- _Task statement_: Filter the entries below, keeping only lines with "expected".

[Given data Boundary: Start]

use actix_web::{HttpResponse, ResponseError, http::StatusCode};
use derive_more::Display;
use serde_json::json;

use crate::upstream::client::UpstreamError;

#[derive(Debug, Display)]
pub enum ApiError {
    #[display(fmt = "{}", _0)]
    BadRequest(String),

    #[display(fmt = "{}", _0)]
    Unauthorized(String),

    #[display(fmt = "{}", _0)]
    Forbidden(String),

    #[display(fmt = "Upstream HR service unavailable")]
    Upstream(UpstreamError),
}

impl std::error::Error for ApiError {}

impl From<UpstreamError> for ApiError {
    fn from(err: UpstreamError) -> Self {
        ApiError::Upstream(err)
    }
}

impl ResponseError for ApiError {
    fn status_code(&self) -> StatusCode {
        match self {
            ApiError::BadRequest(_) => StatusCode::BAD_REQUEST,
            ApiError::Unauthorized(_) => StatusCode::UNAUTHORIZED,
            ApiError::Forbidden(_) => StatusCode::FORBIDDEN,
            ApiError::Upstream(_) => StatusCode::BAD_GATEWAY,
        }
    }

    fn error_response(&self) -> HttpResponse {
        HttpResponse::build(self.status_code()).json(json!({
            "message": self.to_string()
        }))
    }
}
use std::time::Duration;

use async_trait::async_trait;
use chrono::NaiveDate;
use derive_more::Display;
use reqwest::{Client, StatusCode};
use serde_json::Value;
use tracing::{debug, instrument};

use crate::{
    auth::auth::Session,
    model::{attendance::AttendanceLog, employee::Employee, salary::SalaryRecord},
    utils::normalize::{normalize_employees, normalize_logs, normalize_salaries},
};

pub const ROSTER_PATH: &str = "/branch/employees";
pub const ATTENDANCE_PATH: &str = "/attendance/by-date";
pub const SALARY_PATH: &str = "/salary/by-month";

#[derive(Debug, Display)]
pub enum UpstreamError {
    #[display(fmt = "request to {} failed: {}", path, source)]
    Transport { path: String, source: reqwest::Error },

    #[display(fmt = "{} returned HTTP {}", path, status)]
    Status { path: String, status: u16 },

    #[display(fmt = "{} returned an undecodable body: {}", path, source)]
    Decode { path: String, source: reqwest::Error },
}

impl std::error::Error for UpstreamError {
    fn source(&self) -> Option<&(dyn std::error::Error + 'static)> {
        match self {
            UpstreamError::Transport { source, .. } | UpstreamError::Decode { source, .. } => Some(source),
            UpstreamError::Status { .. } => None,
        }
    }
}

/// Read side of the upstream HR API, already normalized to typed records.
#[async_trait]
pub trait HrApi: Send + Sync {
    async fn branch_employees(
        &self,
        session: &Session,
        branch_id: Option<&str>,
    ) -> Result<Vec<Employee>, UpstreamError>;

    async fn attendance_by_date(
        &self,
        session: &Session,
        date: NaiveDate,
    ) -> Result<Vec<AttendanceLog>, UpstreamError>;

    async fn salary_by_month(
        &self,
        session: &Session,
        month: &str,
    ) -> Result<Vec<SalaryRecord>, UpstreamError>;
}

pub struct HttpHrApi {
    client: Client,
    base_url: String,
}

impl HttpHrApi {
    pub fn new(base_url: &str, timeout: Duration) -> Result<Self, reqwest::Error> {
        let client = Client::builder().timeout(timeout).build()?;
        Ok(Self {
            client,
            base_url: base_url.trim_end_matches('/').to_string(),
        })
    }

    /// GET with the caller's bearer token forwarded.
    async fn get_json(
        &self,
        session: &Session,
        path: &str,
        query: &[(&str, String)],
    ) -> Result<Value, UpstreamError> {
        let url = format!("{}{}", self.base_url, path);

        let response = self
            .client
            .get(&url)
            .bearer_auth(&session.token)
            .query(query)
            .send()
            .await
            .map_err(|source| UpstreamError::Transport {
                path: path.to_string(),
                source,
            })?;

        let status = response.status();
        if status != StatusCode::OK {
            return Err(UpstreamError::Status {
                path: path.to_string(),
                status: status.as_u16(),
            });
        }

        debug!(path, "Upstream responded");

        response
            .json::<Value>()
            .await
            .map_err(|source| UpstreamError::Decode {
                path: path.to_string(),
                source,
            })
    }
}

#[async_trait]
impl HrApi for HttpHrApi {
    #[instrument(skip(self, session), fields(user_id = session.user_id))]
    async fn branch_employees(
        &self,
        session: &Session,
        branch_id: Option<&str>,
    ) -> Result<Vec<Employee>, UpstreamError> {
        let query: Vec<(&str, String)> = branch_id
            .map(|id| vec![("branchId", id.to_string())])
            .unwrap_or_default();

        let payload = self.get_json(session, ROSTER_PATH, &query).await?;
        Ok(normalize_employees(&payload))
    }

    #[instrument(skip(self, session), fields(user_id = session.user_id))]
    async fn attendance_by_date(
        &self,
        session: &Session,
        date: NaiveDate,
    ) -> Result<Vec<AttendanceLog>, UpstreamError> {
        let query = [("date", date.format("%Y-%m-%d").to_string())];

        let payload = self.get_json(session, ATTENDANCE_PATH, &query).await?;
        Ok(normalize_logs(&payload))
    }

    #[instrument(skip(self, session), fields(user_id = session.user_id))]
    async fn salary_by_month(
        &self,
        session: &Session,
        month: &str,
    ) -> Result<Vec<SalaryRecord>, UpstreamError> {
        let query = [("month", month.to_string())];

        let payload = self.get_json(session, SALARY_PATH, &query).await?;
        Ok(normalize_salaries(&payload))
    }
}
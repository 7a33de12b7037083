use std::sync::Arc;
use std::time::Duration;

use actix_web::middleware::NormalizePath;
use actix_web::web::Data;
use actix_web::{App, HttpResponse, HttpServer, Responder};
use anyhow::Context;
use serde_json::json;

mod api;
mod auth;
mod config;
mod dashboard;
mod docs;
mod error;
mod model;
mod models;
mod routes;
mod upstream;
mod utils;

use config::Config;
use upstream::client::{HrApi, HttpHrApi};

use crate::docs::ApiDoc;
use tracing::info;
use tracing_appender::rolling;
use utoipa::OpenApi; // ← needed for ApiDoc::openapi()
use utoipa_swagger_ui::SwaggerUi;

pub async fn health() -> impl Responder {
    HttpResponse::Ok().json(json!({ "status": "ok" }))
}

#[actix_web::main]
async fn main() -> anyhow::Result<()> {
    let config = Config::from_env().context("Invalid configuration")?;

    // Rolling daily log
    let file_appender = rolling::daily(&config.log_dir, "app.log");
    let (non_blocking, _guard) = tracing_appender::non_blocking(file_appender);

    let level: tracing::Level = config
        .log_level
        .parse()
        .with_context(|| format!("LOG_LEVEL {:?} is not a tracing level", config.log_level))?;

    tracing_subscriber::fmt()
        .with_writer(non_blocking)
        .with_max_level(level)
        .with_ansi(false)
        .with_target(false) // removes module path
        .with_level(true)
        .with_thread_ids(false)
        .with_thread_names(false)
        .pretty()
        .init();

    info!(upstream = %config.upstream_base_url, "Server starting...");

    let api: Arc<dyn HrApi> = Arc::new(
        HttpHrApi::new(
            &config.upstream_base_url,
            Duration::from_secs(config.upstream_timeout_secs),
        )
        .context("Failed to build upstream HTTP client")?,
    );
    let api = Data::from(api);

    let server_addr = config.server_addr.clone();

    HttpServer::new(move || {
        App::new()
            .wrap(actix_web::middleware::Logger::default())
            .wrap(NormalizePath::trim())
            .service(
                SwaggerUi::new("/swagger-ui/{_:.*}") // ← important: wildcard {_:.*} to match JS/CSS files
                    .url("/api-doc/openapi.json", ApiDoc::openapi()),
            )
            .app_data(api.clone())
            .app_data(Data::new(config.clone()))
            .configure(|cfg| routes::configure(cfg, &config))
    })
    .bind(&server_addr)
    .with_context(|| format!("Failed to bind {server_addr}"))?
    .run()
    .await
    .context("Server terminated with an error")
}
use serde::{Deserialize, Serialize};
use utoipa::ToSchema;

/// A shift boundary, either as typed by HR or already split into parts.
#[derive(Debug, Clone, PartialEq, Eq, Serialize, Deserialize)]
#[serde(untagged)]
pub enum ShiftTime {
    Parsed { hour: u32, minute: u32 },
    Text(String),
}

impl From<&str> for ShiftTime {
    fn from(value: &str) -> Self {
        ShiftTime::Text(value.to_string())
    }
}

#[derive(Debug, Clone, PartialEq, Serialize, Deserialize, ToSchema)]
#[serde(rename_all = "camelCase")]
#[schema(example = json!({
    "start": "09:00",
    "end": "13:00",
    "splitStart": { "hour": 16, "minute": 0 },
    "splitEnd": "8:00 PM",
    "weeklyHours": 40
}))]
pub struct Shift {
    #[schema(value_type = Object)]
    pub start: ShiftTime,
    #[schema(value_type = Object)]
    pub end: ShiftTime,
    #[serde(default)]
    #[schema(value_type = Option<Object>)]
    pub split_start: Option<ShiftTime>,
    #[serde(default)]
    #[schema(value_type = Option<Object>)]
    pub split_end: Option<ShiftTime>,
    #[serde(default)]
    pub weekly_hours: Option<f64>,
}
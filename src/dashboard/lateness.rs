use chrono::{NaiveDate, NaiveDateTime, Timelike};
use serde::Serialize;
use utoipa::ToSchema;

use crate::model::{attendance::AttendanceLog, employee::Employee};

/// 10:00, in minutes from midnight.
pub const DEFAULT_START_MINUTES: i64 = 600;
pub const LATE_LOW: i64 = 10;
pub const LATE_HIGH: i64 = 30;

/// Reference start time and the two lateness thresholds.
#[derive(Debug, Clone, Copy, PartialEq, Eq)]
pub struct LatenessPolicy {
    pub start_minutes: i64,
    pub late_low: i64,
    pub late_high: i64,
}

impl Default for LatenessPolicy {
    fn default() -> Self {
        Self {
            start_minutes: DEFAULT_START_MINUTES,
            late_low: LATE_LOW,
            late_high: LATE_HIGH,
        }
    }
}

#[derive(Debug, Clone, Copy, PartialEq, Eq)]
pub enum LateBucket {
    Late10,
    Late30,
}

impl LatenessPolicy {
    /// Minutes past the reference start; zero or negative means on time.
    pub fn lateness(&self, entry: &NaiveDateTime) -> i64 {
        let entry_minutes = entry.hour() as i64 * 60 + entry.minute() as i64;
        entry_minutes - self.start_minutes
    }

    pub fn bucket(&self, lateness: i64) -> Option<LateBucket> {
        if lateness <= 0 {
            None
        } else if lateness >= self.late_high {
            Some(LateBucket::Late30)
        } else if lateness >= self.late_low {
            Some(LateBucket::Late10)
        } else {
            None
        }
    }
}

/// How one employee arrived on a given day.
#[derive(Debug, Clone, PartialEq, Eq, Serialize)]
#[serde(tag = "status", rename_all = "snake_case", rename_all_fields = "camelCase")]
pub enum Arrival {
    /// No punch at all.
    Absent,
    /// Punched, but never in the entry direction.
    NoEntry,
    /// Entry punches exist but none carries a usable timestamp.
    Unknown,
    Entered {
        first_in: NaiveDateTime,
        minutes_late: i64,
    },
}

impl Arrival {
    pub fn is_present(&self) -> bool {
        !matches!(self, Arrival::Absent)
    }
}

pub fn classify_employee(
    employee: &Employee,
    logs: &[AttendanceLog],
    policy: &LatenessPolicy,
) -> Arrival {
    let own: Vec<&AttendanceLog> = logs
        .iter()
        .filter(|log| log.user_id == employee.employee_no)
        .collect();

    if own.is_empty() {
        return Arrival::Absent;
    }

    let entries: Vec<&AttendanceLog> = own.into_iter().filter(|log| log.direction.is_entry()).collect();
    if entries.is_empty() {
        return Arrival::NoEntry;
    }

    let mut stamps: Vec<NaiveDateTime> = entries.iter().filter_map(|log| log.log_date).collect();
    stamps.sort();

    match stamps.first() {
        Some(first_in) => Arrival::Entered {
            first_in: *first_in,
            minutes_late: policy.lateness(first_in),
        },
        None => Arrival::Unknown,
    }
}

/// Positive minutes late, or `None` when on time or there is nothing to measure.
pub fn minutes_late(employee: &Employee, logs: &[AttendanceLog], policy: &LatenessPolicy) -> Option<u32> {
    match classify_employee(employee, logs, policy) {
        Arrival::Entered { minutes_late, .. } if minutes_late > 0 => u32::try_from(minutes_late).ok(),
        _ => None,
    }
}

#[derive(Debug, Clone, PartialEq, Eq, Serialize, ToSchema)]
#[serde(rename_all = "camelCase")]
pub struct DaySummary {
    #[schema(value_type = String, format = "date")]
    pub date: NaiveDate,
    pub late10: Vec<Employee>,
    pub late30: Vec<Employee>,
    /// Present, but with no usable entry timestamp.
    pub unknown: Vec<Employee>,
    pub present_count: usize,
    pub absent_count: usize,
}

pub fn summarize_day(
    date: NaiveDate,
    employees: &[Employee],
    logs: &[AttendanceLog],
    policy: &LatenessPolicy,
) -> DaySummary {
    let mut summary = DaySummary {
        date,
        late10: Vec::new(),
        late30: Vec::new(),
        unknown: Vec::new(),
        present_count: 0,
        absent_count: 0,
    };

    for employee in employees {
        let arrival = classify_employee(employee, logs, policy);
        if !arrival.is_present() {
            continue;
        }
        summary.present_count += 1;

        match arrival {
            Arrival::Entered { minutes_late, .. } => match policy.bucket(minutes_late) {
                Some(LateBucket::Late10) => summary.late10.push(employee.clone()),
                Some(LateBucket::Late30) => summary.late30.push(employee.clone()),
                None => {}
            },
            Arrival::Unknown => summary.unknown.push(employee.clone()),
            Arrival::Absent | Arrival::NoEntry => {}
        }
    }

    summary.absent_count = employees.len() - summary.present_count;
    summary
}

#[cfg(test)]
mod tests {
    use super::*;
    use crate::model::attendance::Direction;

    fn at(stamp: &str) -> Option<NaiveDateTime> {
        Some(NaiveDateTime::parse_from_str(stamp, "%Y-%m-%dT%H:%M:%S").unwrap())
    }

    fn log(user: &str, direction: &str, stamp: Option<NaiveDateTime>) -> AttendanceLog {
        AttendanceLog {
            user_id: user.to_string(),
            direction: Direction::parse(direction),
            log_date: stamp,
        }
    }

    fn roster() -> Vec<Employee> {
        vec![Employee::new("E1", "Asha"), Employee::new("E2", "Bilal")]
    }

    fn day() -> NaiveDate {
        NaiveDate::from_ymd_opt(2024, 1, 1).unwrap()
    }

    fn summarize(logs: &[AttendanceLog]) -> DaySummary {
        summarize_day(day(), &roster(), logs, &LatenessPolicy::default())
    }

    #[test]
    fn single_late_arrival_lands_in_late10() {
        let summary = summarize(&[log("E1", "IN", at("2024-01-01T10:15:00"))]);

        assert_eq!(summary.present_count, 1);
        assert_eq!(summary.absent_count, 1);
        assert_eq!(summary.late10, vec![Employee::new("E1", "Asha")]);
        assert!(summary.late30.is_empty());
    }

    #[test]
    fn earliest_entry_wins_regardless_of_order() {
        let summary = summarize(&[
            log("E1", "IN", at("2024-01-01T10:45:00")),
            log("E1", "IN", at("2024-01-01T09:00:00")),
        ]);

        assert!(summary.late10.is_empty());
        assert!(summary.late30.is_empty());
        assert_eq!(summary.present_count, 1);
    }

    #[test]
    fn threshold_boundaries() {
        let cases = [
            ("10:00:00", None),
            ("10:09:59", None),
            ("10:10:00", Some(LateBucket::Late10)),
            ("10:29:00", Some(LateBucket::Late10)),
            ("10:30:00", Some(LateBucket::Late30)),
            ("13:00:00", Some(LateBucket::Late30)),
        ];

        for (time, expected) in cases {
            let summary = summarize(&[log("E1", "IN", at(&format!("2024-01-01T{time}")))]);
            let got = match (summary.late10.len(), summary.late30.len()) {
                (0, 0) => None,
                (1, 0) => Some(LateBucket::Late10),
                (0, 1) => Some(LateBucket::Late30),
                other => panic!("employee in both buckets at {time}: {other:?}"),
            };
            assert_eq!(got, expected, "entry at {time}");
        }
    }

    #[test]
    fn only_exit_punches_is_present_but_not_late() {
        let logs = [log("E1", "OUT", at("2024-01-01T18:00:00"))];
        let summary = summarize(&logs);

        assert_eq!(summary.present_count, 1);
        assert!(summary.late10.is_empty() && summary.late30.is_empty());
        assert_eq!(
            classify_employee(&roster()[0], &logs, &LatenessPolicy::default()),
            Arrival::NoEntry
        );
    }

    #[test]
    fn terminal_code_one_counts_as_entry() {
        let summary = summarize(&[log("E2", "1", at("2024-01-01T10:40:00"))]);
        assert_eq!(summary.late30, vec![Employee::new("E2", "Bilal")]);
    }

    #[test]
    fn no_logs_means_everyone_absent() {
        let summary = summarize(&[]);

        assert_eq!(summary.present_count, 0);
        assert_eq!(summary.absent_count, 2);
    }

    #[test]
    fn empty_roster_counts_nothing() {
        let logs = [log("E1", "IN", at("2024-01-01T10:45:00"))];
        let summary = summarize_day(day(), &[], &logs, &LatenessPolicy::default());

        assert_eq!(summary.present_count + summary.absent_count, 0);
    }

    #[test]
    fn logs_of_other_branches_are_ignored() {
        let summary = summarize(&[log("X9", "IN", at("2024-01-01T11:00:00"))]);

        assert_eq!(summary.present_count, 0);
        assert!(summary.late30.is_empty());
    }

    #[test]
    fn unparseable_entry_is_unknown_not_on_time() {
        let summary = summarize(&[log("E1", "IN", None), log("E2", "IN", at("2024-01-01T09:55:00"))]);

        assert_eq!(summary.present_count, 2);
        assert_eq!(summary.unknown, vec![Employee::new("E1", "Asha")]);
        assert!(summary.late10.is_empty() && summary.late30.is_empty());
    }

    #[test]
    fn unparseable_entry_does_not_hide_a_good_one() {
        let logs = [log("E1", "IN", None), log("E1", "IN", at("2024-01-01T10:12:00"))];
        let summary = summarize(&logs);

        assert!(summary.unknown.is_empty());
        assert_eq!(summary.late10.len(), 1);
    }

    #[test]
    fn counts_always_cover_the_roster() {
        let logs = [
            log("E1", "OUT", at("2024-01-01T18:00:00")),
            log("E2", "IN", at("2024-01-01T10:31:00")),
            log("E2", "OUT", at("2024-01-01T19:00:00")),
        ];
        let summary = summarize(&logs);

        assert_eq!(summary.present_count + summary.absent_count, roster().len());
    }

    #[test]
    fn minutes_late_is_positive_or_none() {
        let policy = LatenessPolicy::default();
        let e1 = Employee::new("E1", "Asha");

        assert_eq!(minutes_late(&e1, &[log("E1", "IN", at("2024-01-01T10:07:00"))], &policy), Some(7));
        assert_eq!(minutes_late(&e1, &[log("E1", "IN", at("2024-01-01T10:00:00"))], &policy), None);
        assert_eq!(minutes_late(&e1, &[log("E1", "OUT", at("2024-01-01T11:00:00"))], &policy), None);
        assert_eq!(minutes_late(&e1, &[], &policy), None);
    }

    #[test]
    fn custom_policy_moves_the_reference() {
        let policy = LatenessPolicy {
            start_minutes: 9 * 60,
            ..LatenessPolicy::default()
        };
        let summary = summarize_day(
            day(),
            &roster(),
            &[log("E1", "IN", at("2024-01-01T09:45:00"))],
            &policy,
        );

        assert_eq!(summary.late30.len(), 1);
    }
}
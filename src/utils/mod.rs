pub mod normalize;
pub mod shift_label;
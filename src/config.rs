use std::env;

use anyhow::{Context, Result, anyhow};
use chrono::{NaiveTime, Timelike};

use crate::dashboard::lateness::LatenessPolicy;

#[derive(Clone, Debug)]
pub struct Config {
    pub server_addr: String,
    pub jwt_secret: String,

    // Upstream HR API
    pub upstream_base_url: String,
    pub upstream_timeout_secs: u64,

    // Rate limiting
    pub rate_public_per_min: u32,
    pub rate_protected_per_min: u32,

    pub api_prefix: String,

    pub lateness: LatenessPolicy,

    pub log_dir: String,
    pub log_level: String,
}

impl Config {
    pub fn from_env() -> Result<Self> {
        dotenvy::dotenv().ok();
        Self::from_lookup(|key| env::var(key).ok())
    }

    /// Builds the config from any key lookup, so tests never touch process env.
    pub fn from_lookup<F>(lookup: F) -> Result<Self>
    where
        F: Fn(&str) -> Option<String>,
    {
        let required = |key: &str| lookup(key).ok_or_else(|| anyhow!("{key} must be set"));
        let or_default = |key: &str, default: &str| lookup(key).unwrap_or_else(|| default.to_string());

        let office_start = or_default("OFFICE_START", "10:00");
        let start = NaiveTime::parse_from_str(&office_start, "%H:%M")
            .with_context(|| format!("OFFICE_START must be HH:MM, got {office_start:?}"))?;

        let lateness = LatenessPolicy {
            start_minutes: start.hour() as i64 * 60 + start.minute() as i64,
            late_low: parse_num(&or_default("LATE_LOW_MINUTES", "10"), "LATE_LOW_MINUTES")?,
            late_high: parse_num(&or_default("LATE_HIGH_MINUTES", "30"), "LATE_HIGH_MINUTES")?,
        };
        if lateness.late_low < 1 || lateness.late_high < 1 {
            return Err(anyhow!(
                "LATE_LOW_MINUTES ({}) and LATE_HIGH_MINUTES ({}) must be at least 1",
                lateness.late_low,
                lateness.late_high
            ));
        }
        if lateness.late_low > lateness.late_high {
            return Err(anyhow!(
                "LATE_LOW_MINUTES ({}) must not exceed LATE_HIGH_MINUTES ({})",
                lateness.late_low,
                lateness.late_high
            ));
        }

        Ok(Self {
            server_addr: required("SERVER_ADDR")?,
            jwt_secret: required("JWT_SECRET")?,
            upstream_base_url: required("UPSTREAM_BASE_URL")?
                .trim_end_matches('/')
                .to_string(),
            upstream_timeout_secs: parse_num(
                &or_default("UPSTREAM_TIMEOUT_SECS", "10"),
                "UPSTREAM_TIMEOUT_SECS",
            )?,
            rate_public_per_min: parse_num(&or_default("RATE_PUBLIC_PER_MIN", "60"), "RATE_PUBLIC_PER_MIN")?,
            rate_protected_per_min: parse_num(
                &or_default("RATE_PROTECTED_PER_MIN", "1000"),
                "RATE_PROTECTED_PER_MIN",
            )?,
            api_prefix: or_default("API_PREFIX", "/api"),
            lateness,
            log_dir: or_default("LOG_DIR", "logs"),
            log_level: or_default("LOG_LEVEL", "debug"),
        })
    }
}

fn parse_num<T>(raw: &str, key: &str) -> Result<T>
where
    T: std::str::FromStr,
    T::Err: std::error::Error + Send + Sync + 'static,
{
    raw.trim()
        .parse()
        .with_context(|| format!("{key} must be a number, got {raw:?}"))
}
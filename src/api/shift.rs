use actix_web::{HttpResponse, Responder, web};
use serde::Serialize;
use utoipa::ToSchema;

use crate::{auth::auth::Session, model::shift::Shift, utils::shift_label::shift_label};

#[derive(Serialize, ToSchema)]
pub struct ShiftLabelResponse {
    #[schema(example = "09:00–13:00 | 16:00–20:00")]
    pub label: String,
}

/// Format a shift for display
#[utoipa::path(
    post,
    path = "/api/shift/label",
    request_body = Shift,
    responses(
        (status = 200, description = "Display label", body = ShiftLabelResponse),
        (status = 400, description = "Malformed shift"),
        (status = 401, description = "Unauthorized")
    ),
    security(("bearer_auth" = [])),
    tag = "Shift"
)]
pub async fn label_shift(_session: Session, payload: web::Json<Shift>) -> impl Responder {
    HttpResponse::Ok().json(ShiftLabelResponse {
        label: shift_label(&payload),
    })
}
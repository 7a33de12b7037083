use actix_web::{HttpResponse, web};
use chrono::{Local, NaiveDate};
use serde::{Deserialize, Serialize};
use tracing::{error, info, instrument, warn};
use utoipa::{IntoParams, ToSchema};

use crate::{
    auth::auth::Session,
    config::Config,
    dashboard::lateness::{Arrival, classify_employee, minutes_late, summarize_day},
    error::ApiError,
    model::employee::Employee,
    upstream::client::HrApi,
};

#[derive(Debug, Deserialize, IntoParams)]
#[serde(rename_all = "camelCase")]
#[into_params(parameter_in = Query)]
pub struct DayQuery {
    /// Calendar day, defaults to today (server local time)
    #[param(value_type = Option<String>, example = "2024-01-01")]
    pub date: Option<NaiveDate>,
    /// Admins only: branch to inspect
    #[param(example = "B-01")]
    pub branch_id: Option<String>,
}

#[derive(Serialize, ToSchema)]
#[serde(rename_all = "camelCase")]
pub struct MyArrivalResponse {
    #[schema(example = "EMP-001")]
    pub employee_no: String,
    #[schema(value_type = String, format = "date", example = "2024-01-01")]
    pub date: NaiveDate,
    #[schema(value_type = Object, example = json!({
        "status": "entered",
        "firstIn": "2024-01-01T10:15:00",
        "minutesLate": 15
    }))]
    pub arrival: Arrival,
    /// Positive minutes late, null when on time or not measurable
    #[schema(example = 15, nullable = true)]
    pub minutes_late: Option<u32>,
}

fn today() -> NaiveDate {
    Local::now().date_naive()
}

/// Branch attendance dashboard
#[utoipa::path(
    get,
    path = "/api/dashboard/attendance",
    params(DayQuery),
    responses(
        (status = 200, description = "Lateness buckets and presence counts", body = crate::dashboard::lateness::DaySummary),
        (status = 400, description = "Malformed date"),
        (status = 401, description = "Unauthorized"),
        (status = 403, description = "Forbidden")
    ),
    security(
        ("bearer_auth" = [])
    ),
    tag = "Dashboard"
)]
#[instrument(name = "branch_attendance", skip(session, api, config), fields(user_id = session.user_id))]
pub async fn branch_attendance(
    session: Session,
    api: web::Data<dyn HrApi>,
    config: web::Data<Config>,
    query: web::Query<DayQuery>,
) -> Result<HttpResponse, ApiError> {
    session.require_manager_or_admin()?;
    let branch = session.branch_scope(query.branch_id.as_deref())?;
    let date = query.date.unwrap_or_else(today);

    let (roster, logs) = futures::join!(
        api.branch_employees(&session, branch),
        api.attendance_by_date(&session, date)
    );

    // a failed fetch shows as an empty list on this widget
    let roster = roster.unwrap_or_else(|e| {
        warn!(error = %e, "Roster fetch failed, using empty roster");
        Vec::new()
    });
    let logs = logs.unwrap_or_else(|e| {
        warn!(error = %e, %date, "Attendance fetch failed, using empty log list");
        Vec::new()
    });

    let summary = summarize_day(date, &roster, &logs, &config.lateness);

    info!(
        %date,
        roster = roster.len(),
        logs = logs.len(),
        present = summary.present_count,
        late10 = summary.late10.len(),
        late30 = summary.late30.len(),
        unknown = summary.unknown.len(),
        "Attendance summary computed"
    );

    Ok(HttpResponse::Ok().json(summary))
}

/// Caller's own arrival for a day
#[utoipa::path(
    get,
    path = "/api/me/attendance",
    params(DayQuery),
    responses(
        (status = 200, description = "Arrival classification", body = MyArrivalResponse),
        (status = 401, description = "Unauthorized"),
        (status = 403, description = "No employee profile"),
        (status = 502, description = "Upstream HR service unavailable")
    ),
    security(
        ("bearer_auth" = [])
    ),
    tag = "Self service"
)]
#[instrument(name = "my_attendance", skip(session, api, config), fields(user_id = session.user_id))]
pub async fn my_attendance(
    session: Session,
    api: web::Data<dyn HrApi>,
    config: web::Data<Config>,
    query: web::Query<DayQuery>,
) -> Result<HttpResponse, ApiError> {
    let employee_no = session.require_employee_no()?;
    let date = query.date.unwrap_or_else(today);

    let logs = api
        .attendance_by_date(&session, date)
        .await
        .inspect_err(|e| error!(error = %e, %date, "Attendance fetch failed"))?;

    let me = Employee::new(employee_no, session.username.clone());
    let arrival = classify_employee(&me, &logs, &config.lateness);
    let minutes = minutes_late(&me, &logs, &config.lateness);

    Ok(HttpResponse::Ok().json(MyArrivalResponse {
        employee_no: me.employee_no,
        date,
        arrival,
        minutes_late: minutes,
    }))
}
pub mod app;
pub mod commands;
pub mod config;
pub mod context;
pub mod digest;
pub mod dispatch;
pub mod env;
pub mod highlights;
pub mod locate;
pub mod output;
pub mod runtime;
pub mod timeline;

[Given data Boundary: End]

- _Answer_:
        for (time, expected) in cases {
            assert_eq!(got, expected, "entry at {time}");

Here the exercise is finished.